Re: [Scons-dev] Merge PR #235 before release

2015-05-28 Thread Bill Deegan
Sounds like we should use sys.getfilesystemencoding().
+1

The only trick might be if you had several filesystems each of which had
different filesystemencoding()...
May just be best to back out the patch for now.

-Bill

On Thu, May 28, 2015 at 3:54 AM, Gary Oberbrunner 
wrote:

> If you're interested in this problem, I suggest reading
> https://docs.python.org/2/howto/unicode.html which has all the details
> (including how to ignore decode errors), and of course check out the
> python3 branch of scons where a lot of unicode handling has been done (but
> much is still left to do iirc).  I don't think pretending strings are in
> the cp437 encoding is a particularly good plan. ISO 8859-1 or Windows
> CP1252 would probably give better results in some cases but you still need
> to ignore errors in the decode.  And of course if the string actually is
> utf-8 with non-ascii chars, either of these encodings will return a string
> of the wrong length, not just wrong characters; and re-encoding it for
> output or storage will completely mangle it.
>
> Of course we _can_ know the encoding of the filenames in the filesystem,
> that's what sys.getfilesystemencoding() is for (see the unicode link
> above). Reading file contents and handling stdout/stderr from SCons
> subprocesses is much more of a challenge.
>
>
> On Thu, May 28, 2015 at 3:28 AM, anatoly techtonik 
> wrote:
>
>> I found a way to convert any binary string to Unicode without crashing -
>> http://stackoverflow.com/a/27527728/239247 That would correctly
>> convert all `ascii` characters (and will probably make it possible to use
>> ANSI graphics if unicode font supports that), but it will not work for
>> other
>> utf-8 characters.
>>
>> Python 3 adds some surrogateescape, but that is not present in Python 2.
>>
>> http://stackoverflow.com/questions/19649463/how-to-do-surrogateescape-in-python2
>> I don't know why they called it "surrogate" - it is a freaky word.
>>
>> On Wed, May 27, 2015 at 4:33 PM, Kenny, Jason L 
>> wrote:
>> > I would agree with this.
>> >
>> >
>> >
>> > In general the OS today store file data ( ie the file system data not
>> the
>> > data in the file) in Unicode ( be it utf-16 or utf-8).
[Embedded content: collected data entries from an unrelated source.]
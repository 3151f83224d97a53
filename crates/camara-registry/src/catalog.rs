// SPDX-FileCopyrightText: 2026 Camara Bridge Contributors
// SPDX-License-Identifier: MIT OR Apache-2.0

//! Built-in backend catalog.
//!
//! Static descriptions of every backend compiled into the bridge. Used for
//! `backends` listings and for the "available" list of unknown-name errors.
//! No adapter is constructed and no network calls are made.

use camara_core::types::{AdapterDomain, Capability};

/// Static description of a compiled-in backend.
#[derive(Debug, Clone, PartialEq, Eq)]
pub struct BackendDescriptor {
    pub name: &'static str,
    pub domain: AdapterDomain,
    pub description: &'static str,
    pub capabilities: &'static [Capability],
}

const CATALOG: &[BackendDescriptor] = &[
    BackendDescriptor {
        name: camara_nef::backends::coresim::NAME,
        domain: AdapterDomain::Network,
        description: "5G core simulator with NEF northbound and OAM control API",
        capabilities: &[
            Capability::Qod,
            Capability::TrafficInfluence,
            Capability::LocationRetrieval,
            Capability::CoreControl,
            Capability::DeviceStatus,
            Capability::NumberVerification,
        ],
    },
    BackendDescriptor {
        name: camara_nef::backends::open5gs::NAME,
        domain: AdapterDomain::Network,
        description: "Open5GS core through its NEF",
        capabilities: &[Capability::Qod, Capability::LocationRetrieval],
    },
    BackendDescriptor {
        name: camara_nef::backends::open5gcore::NAME,
        domain: AdapterDomain::Network,
        description: "Fraunhofer Open5GCore NEF",
        capabilities: &[Capability::Qod],
    },
    BackendDescriptor {
        name: camara_nef::backends::oai::NAME,
        domain: AdapterDomain::Network,
        description: "OpenAirInterface core through its NEF",
        capabilities: &[Capability::Qod, Capability::TrafficInfluence],
    },
    BackendDescriptor {
        name: camara_oran::client::NAME,
        domain: AdapterDomain::Oran,
        description: "i2CAT near-RT RIC policy API",
        capabilities: &[Capability::OranQod, Capability::OranPerformance],
    },
];

/// Every compiled-in backend, network cores first.
pub fn builtin_catalog() -> &'static [BackendDescriptor] {
    CATALOG
}

/// Looks up a backend by name.
pub fn describe(name: &str) -> Option<&'static BackendDescriptor> {
    CATALOG.iter().find(|d| d.name == name)
}

/// Names of the backends serving `domain`.
pub fn names(domain: AdapterDomain) -> Vec<String> {
    CATALOG
        .iter()
        .filter(|d| d.domain == domain)
        .map(|d| d.name.to_string())
        .collect()
}

/// Names of every compiled-in backend.
pub fn all_names() -> Vec<String> {
    CATALOG.iter().map(|d| d.name.to_string()).collect()
}

#[cfg(test)]
mod tests {
    use super::*;
    use camara_config::model::{NETWORK_BACKENDS, ORAN_BACKENDS};

    #[test]
    fn catalog_matches_config_backend_names() {
        assert_eq!(names(AdapterDomain::Network), NETWORK_BACKENDS);
        assert_eq!(names(AdapterDomain::Oran), ORAN_BACKENDS);
    }

    #[test]
    fn describe_finds_known_backends() {
        let ric = describe("i2cat_ric").unwrap();
        assert_eq!(ric.domain, AdapterDomain::Oran);
        assert!(ric.capabilities.contains(&Capability::OranQod));
        assert!(describe("free5gc").is_none());
    }
}
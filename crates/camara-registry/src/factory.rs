// SPDX-FileCopyrightText: 2026 Camara Bridge Contributors
// SPDX-License-Identifier: MIT OR Apache-2.0

//! Backend adapter construction by name.

use std::sync::Arc;

use tokio_util::sync::CancellationToken;
use tracing::info;

use camara_core::{BackendAdapter, BackendAdapterConfig, BackendTransport, BridgeError};
use camara_nef::backends::{coresim, oai, open5gcore, open5gs};
use camara_nef::{CoreSimStrategy, NefClient, OaiStrategy, Open5gcoreStrategy, Open5gsStrategy};
use camara_oran::OranClient;

use crate::catalog;

/// Builds the adapter registered under `name`, bound to `config`.
///
/// The adapter is inert: background work such as the RIC mapping refresh is
/// only started by [`activate`].
pub fn resolve(
    name: &str,
    config: &BackendAdapterConfig,
    transport: Arc<dyn BackendTransport>,
) -> Result<Arc<dyn BackendAdapter>, BridgeError> {
    let adapter: Arc<dyn BackendAdapter> = match name {
        coresim::NAME => Arc::new(NefClient::new(CoreSimStrategy::new(config)?, transport)),
        open5gs::NAME => Arc::new(NefClient::new(Open5gsStrategy::new(config)?, transport)),
        open5gcore::NAME => Arc::new(NefClient::new(Open5gcoreStrategy::new(config)?, transport)),
        oai::NAME => Arc::new(NefClient::new(OaiStrategy::new(config)?, transport)),
        camara_oran::client::NAME => Arc::new(OranClient::new(config, transport)?),
        other => {
            return Err(BridgeError::UnknownBackend {
                name: other.to_string(),
                available: catalog::all_names(),
            });
        }
    };
    Ok(adapter)
}

/// Builds the adapter for `name` and starts its background work.
///
/// The RIC adapter's mapping refresh loop runs until `cancel` fires or the
/// adapter is shut down.
pub async fn activate(
    name: &str,
    config: &BackendAdapterConfig,
    transport: Arc<dyn BackendTransport>,
    cancel: CancellationToken,
) -> Result<Arc<dyn BackendAdapter>, BridgeError> {
    let adapter: Arc<dyn BackendAdapter> = if name == camara_oran::client::NAME {
        let client = Arc::new(OranClient::new(config, transport)?);
        client.start_refresh(cancel).await;
        client
    } else {
        resolve(name, config, transport)?
    };
    info!(
        backend = name,
        domain = %adapter.domain(),
        capabilities = adapter.capabilities().len(),
        "backend adapter initialized"
    );
    Ok(adapter)
}
// SPDX-FileCopyrightText: 2026 Camara Bridge Contributors
// SPDX-License-Identifier: MIT OR Apache-2.0

//! Open5GS NEF.

use camara_core::types::{BackendAdapterConfig, Capability, CreateSession, LocationRetrievalRequest};
use camara_core::{BridgeError, CapabilitySet};

use crate::flows::{pack_flow, synthesize_filters};
use crate::schemas::AsSessionWithQosSubscription;
use crate::strategy::{BackendStrategy, NefSettings, ProfileTable, QodContext};

pub const NAME: &str = "open5gs";

/// QoS profile to flow id.
const PROFILES: ProfileTable = ProfileTable(&[
    ("qos-e", 3),
    ("qos-s", 4),
    ("qos-m", 5),
    ("qos-l", 6),
]);

const SUPPORTED_FEATURES: &str = "003C";

#[derive(Debug, Clone)]
pub struct Open5gsStrategy {
    settings: NefSettings,
    capabilities: CapabilitySet,
}

impl Open5gsStrategy {
    pub fn new(config: &BackendAdapterConfig) -> Result<Self, BridgeError> {
        Ok(Self {
            settings: NefSettings::from_config(config)?,
            capabilities: CapabilitySet::new([Capability::Qod, Capability::LocationRetrieval]),
        })
    }
}

impl BackendStrategy for Open5gsStrategy {
    fn name(&self) -> &str {
        NAME
    }

    fn capabilities(&self) -> &CapabilitySet {
        &self.capabilities
    }

    fn settings(&self) -> &NefSettings {
        &self.settings
    }

    fn map_profile(&self, profile: &str) -> Option<u32> {
        PROFILES.get(profile)
    }

    fn validate(&self, request: &CreateSession) -> Result<(), BridgeError> {
        PROFILES.check(NAME, &request.qos_profile).map(|_| ())
    }

    fn enrich(
        &self,
        subscription: &mut AsSessionWithQosSubscription,
        ctx: &QodContext<'_>,
    ) -> Result<(), BridgeError> {
        subscription.supported_features = Some(SUPPORTED_FEATURES.to_string());
        let lines = synthesize_filters(
            ctx.device_address,
            ctx.request.device_ports.as_ref(),
            ctx.server_address,
            ctx.request.application_server_ports.as_ref(),
        );
        subscription.flow_info = Some(vec![pack_flow(ctx.profile_id, &lines)]);
        Ok(())
    }

    fn validate_location(&self, request: &LocationRetrievalRequest) -> Result<(), BridgeError> {
        match request.device.as_ref().and_then(|d| d.phone_number.as_deref()) {
            Some(phone) if !phone.is_empty() => Ok(()),
            _ => Err(BridgeError::validation(
                NAME,
                "location retrieval needs device.phoneNumber",
            )),
        }
    }
}
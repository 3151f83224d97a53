// SPDX-FileCopyrightText: 2026 Camara Bridge Contributors
// SPDX-License-Identifier: MIT OR Apache-2.0

//! Response translation from 3GPP payloads back to the canonical model.

use chrono::{DateTime, Duration, Utc};
use serde_json::Value;
use tracing::warn;

use camara_core::types::{
    ApplicationServer, Area, CreateSession, Device, Location, LocationPrecision, Point, Session,
    TrafficInfluence, TrafficInfluenceState,
};
use camara_core::BridgeError;

use crate::flows::destination_address;
use crate::schemas::{AsSessionWithQosSubscription, MonitoringEventReport, TrafficInfluSub};

/// Extracts the resource id from the `self` link of a backend response.
///
/// The id is the last non-empty path segment, ignoring any query string and
/// trailing slash.
pub fn extract_resource_id(response: &Value) -> Result<String, BridgeError> {
    let link = response
        .get("self")
        .and_then(Value::as_str)
        .ok_or_else(|| BridgeError::MalformedBackendResponse {
            detail: "response has no `self` link".to_string(),
        })?;

    link.split(['?', '#'])
        .next()
        .unwrap_or(link)
        .split('/')
        .rev()
        .find(|segment| !segment.is_empty())
        .map(str::to_string)
        .ok_or_else(|| BridgeError::MalformedBackendResponse {
            detail: format!("cannot extract a resource id from `{link}`"),
        })
}

/// Parses a typed payload out of a backend response.
pub fn parse<T: serde::de::DeserializeOwned>(
    response: Option<Value>,
    what: &str,
) -> Result<T, BridgeError> {
    let value = response.ok_or_else(|| BridgeError::MalformedBackendResponse {
        detail: format!("empty {what} response"),
    })?;
    serde_json::from_value(value).map_err(|e| BridgeError::MalformedBackendResponse {
        detail: format!("unexpected {what} payload: {e}"),
    })
}

/// Rebuilds a canonical session from a backend subscription.
///
/// Fields from `original` win; fields it lacks are recovered from the
/// subscription. The session is reported as AVAILABLE.
pub fn session_from_subscription(
    session_id: &str,
    raw: &AsSessionWithQosSubscription,
    original: Option<&CreateSession>,
    now: DateTime<Utc>,
) -> Session {
    let request = match original {
        Some(original) => original.clone(),
        None => CreateSession {
            device: raw.ue_ipv4_addr.as_deref().map(Device::from_ipv4).or_else(|| {
                raw.ue_ipv6_addr.as_ref().map(|v6| Device {
                    ipv6_address: Some(v6.clone()),
                    ..Device::default()
                })
            }),
            application_server: raw
                .first_flow_description()
                .and_then(destination_address)
                .map(ApplicationServer::ipv4)
                .unwrap_or_default(),
            device_ports: None,
            application_server_ports: None,
            qos_profile: raw.qos_reference.clone().unwrap_or_default(),
            sink: raw.notification_destination.clone(),
            duration: raw
                .usage_threshold
                .as_ref()
                .and_then(|t| t.duration)
                .unwrap_or_default(),
        },
    };

    let mut session = Session::requested(session_id, &request);
    session.confirm(now);
    session
}

/// Rebuilds a canonical traffic-influence resource from a backend subscription.
pub fn traffic_influence_from_subscription(id: &str, raw: &TrafficInfluSub) -> TrafficInfluence {
    let app_instance_id = raw
        .traffic_filters
        .first()
        .and_then(|flow| flow.flow_descriptions.first())
        .and_then(|filter| destination_address(filter))
        .unwrap_or_default();

    TrafficInfluence {
        traffic_influence_id: Some(id.to_string()),
        app_id: raw.af_app_id.clone().unwrap_or_default(),
        app_instance_id,
        edge_cloud_zone_id: raw.traffic_routes.first().map(|r| r.dnai.clone()),
        notification_uri: raw.notification_destination.clone(),
        device: raw.ipv4_addr.as_deref().map(Device::from_ipv4),
        state: Some(TrafficInfluenceState::Created),
        ..TrafficInfluence::default()
    }
}

/// Placeholder square reported when a backend returns no coordinates.
#[derive(Debug, Clone, Copy, PartialEq)]
pub struct PlaceholderArea {
    pub center: Point,
    /// Half the side of the square, in degrees.
    pub half_side: f64,
}

impl Default for PlaceholderArea {
    fn default() -> Self {
        Self {
            center: Point {
                latitude: 48.8566,
                longitude: 2.3522,
            },
            half_side: 0.001,
        }
    }
}

impl PlaceholderArea {
    /// Parses a `"lat,lon"` center.
    pub fn parse(raw: &str) -> Result<Self, BridgeError> {
        let invalid = || BridgeError::Config(format!("fallback_location `{raw}` is not `lat,lon`"));
        let (lat, lon) = raw.split_once(',').ok_or_else(invalid)?;
        let latitude: f64 = lat.trim().parse().map_err(|_| invalid())?;
        let longitude: f64 = lon.trim().parse().map_err(|_| invalid())?;
        if !(-90.0..=90.0).contains(&latitude) || !(-180.0..=180.0).contains(&longitude) {
            return Err(invalid());
        }
        Ok(Self {
            center: Point { latitude, longitude },
            ..Self::default()
        })
    }

    pub fn boundary(&self) -> Vec<Point> {
        let Point { latitude, longitude } = self.center;
        let d = self.half_side;
        vec![
            Point { latitude: latitude - d, longitude: longitude - d },
            Point { latitude: latitude - d, longitude: longitude + d },
            Point { latitude: latitude + d, longitude: longitude + d },
            Point { latitude: latitude + d, longitude: longitude - d },
        ]
    }
}

/// Translates a monitoring-event report into a canonical location.
///
/// A polygon with at least three vertices is reported as precise. Anything
/// less yields the placeholder square marked [`LocationPrecision::Synthesized`].
pub fn location_from_report(
    report: &MonitoringEventReport,
    placeholder: &PlaceholderArea,
    now: DateTime<Utc>,
) -> Result<Location, BridgeError> {
    let info = report
        .location_info
        .as_ref()
        .ok_or_else(|| BridgeError::MalformedBackendResponse {
            detail: "monitoring event report has no locationInfo".to_string(),
        })?;

    let age = info.age_of_location_info.map_or(0, |a| a.duration);
    let last_location_time = report.event_time.unwrap_or(now) - Duration::minutes(i64::from(age));

    let coords = info
        .geographic_area
        .as_ref()
        .and_then(|area| area.polygon.as_ref())
        .map(|polygon| polygon.point_list.geographical_coords.as_slice())
        .unwrap_or_default();

    if coords.len() >= 3 {
        return Ok(Location {
            last_location_time,
            area: Area::Polygon {
                boundary: coords
                    .iter()
                    .map(|c| Point {
                        latitude: c.lat,
                        longitude: c.lon,
                    })
                    .collect(),
            },
            precision: LocationPrecision::Precise,
            cell_id: info.cell_id.clone(),
        });
    }

    warn!(
        cell_id = info.cell_id.as_deref().unwrap_or("unknown"),
        vertices = coords.len(),
        "backend reported no usable coordinates, returning synthesized placeholder area"
    );
    Ok(Location {
        last_location_time,
        area: Area::Polygon {
            boundary: placeholder.boundary(),
        },
        precision: LocationPrecision::Synthesized,
        cell_id: info.cell_id.clone(),
    })
}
On Linux this is
>> not
>> > always the case it could be big5 or some other locale encoding.  On
>> Linux
>> > there are means to see what the “native” encoding is to use it.
>> >
>> >
>> >
>> > I should note that the idea of converting binary to Unicode does not
>> really
>> > exist. The point of a binary string to is to hold random data ( ie like
>> a
>> > double in the raw form 64-bit vs the dec values of 1.2385). One can
>> assume
>> > that it is a certain code page encoding and convert from that. And like
>> I
>> > stated above there are api to see what the locale code page encoding is
>> and
>> > that can be used to convert the code to the local ANSI/OEM encoding.
>> This is
>> > different from a binary string.
>> >
>> >
>> >
>> > Jason
>> >
>> >
>> >
>> >
>> >
>> >
>> >
>> > From: Scons-dev [mailto:scons-dev-boun...@scons.org] On Behalf Of Gary
>> > Oberbrunner
>> > Sent: Wednesday, May 27, 2015 7:43 AM
>> > To: SCons developer list
>> > Subject: Re: [Scons-dev] Merge PR #235 before release
>> >
>> >
>> >
>> >
>> >
>> > On Wed, May 27, 2015 at 6:52 AM, anatoly techtonik > >
>> > wrote:
>> >
>> > What I need is a bulletproof way to convert from anything to unicode.
>> This
>> > requires some kind of escaping to go forward and back. Some helper
>> > methods like u2b() (unicode to binary) and b2u(). I am quite surprised
>> that
>> > so far I found nothing for this "simple" case.
>> >
>> >
>> > That's because in general the encoding of the "binary" string is
>> unknown.
>> > Is it ascii, utf-8, Windows CP-1252, shift-JIS, or something else?  You
>> > can't decode such a string to Unicode without knowing the encoding.
>> Check
>> > out the python-3 branch where we've been working through some of those
>> > issues.  Your u2b is "easy" if you assume you want the binary to be
>> utf-8
>> > encoded, which is normally safe; this conversion is guaranteed to work.
>> > Your b2u is not so easy.  You can't just assume utf-8 as you might
>> think; if
>> > the string has invalid utf-8 bytes it'll raise an error or generate
>> dummy
>> > chars depending on the args you pass to str.decode().  At least it'll
>> get
>> > mangled if it's in a different encoding than you expect.
>> >
>> >
>> >
>> > --
>> >
>> > Gary
>> >
>> >
>> > ___
>> > Scons-dev mailing list
>> > Scons-dev@scons.org
>> > https://pairlist2.pair.net/mailman/listinfo/scons-dev
>> >
>>
>>
>>
>> --
>> anatoly t.
>> ___
>> Scons-dev mailing list
>> Scons-dev@scons.org
>> https://pairlist2.pair.net/mailman/listinfo/scons-dev
>>
>
>
>
> --
> Gary
>
> ___
> Scons-dev mailing list
> Scons-dev@scons.org
> https://pairlist2.pair.net/mailman/listinfo/scons-dev
>
>
_

Re: [Scons-dev] Upgrading Mailman to 3.0?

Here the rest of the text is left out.